Our data suggest that it is very difficult to obtain reading spectacles for persons in rural villages and small towns in Tanzania.15 In southern India, Nirmalan et al. showed that a major proportion of people with presbyopia who had spectacles (93 per cent) had obtained their spectacle prescriptions from ophthalmologists, who work primarily in large cities.4

In general, assessment and correction of presbyopia require modest expertise and can be undertaken independently of fixed optical services. The ScoJo Foundation, which works in Africa, Latin America and Asia, has demonstrated a sustainable model to distribute high-quality, low-cost reading spectacles in rural areas. This organisation trains women to start their own small business to prescribe and dispense presbyopic spectacles at low prices. Such an approach can be an independent but integrated part of a comprehensive eye health solution, as it may be the first point of contact for those with other eye problems and could identify those in need of further eye care services (see box on page 44).

The future

Further research should be conducted to determine why women and persons who live in urban environments have more presbyopia.
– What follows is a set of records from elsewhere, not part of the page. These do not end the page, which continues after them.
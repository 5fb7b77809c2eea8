//! Canonical campaign reports.
//!
//! Serde struct field order fixes the key order, artifact hash lists are
//! sorted by path, and the timestamp is injected by the caller, so two
//! identical campaigns produce byte-equal documents modulo that timestamp.

use std::path::{Path, PathBuf};

use anyhow::Result;
use serde::Serialize;

use crate::campaign::RoundtripFailure;
use crate::config::FailPolicy;
use crate::util;

#[derive(Debug, Clone, Copy, PartialEq, Eq, Serialize)]
pub enum RunStatus {
    #[serde(rename = "PASSED")]
    Passed,
    #[serde(rename = "FAILED")]
    Failed,
}

impl RunStatus {
    pub fn from_failures(failures: u64) -> Self {
        if failures == 0 {
            RunStatus::Passed
        } else {
            RunStatus::Failed
        }
    }
}

#[derive(Debug, Clone, PartialEq, Serialize)]
pub struct FileHash {
    pub path: String,
    pub sha256: String,
}

#[derive(Debug, Clone, PartialEq, Serialize)]
pub struct IrInput {
    pub name: String,
    pub path: String,
    pub sha256: String,
    pub ir_version: String,
}

#[derive(Debug, Clone, PartialEq, Serialize)]
pub struct ToolchainInfo {
    pub compiler: String,
    pub compiler_version: String,
}

#[derive(Debug, Clone, PartialEq, Serialize)]
pub struct CampaignConfig {
    pub loops: u32,
    pub cases_per_seed: u32,
    pub fail_policy: FailPolicy,
    pub master_seed: u64,
    pub loop_seeds: Vec<u64>,
}

#[derive(Debug, Clone, PartialEq, Serialize)]
pub struct MessageOutcome {
    pub message: String,
    pub cases_run: u32,
    pub failure_count: u32,
    pub status: RunStatus,
}

#[derive(Debug, Clone, PartialEq, Serialize)]
pub struct LoopSummary {
    pub loop_index: u32,
    pub loop_seed: u64,
    pub messages: Vec<MessageOutcome>,
    pub failure_count: u32,
    pub status: RunStatus,
}

#[derive(Debug, Clone, PartialEq, Serialize)]
pub struct Totals {
    pub loops_executed: u32,
    pub passed_loops: u32,
    pub failed_loops: u32,
    pub cases_run: u64,
    pub failure_count: u64,
    pub status: RunStatus,
}

#[derive(Debug, Clone, Serialize)]
pub struct SummaryReport {
    pub schema_version: String,
    pub timestamp_utc: String,
    pub tool_version: String,
    pub codec_version: String,
    pub toolchain: ToolchainInfo,
    pub inputs: Vec<IrInput>,
    pub artifact_dir: String,
    pub artifacts: Vec<FileHash>,
    pub config: CampaignConfig,
    pub loops: Vec<LoopSummary>,
    pub totals: Totals,
}

#[derive(Debug, Clone, Serialize)]
pub struct ErrorReport {
    pub schema_version: String,
    pub timestamp_utc: String,
    pub tool_version: String,
    pub codec_version: String,
    pub toolchain: ToolchainInfo,
    pub inputs: Vec<IrInput>,
    pub config: CampaignConfig,
    pub failure_count: u64,
    pub failures: Vec<RoundtripFailure>,
}

pub fn summary_filename(run_stamp: &str) -> String {
    format!("{run_stamp}-raw.report.yaml")
}

pub fn error_filename(run_stamp: &str) -> String {
    format!("{run_stamp}-raw.error.report.yaml")
}

/// Write the summary and, when present, the error report. Returns the paths.
pub fn write_reports(
    report_dir: &Path,
    run_stamp: &str,
    summary: &SummaryReport,
    errors: Option<&ErrorReport>,
) -> Result<(PathBuf, Option<PathBuf>)> {
    let summary_path = report_dir.join(summary_filename(run_stamp));
    util::write_atomic(&summary_path, serde_yaml::to_string(summary)?.as_bytes())?;

    let error_path = match errors {
        Some(errors) => {
            let path = report_dir.join(error_filename(run_stamp));
            util::write_atomic(&path, serde_yaml::to_string(errors)?.as_bytes())?;
            Some(path)
        }
        None => None,
    };

    Ok((summary_path, error_path))
}

#[cfg(test)]
mod tests {
    use super::*;

    fn summary_with_timestamp(timestamp: &str) -> SummaryReport {
        let outcome = MessageOutcome {
            message: "status".to_string(),
            cases_run: 8,
            failure_count: 0,
            status: RunStatus::Passed,
        };
        SummaryReport {
            schema_version: busgenc::RAW_REPORT_SCHEMA_VERSION.to_string(),
            timestamp_utc: timestamp.to_string(),
            tool_version: "0.1.0".to_string(),
            codec_version: busgenc::BUSGENC_VERSION.to_string(),
            toolchain: ToolchainInfo {
                compiler: "cc".to_string(),
                compiler_version: "cc 12.0".to_string(),
            },
            inputs: vec![IrInput {
                name: "demo".to_string(),
                path: "demo.ir.yaml".to_string(),
                sha256: "ab".repeat(32),
                ir_version: "0.1".to_string(),
            }],
            artifact_dir: "/tmp/gen".to_string(),
            artifacts: vec![FileHash {
                path: "demo_protocol.c".to_string(),
                sha256: "cd".repeat(32),
            }],
            config: CampaignConfig {
                loops: 2,
                cases_per_seed: 8,
                fail_policy: FailPolicy::ContinueOnFail,
                master_seed: 42,
                loop_seeds: vec![1, 2],
            },
            loops: vec![LoopSummary {
                loop_index: 0,
                loop_seed: 1,
                messages: vec![outcome],
                failure_count: 0,
                status: RunStatus::Passed,
            }],
            totals: Totals {
                loops_executed: 1,
                passed_loops: 1,
                failed_loops: 0,
                cases_run: 8,
                failure_count: 0,
                status: RunStatus::Passed,
            },
        }
    }

    #[test]
    fn identical_campaigns_serialize_byte_equal() {
        let a = serde_yaml::to_string(&summary_with_timestamp("2026-01-01T00:00:00Z")).unwrap();
        let b = serde_yaml::to_string(&summary_with_timestamp("2026-01-01T00:00:00Z")).unwrap();
        assert_eq!(a, b);
        assert!(a.contains("master_seed: 42"));
        assert!(a.contains("status: PASSED"));
    }

    #[test]
    fn reports_land_under_the_stamped_names() {
        let dir = crate::util::scratch_dir("report_names").unwrap();
        let summary = summary_with_timestamp("2026-01-01T00:00:00Z");
        let (summary_path, error_path) =
            write_reports(&dir, "20260101T000000Z", &summary, None).unwrap();
        assert_eq!(
            summary_path.file_name().unwrap().to_str().unwrap(),
            "20260101T000000Z-raw.report.yaml"
        );
        assert!(error_path.is_none());
        assert!(summary_path.exists());
        let _ = std::fs::remove_dir_all(&dir);
    }
}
As low- and middle-income countries undergo the demographic transition towards an ageing population, the number of people with presbyopia will increase. The impact on quality of life for older persons is now clear and presbyopia should be part of the WHO refractive error agenda. Clearly, presbyopia poses an important public health challenge, because it affects older people’s ability to maintain their economic independence. We need to start working towards effective solutions.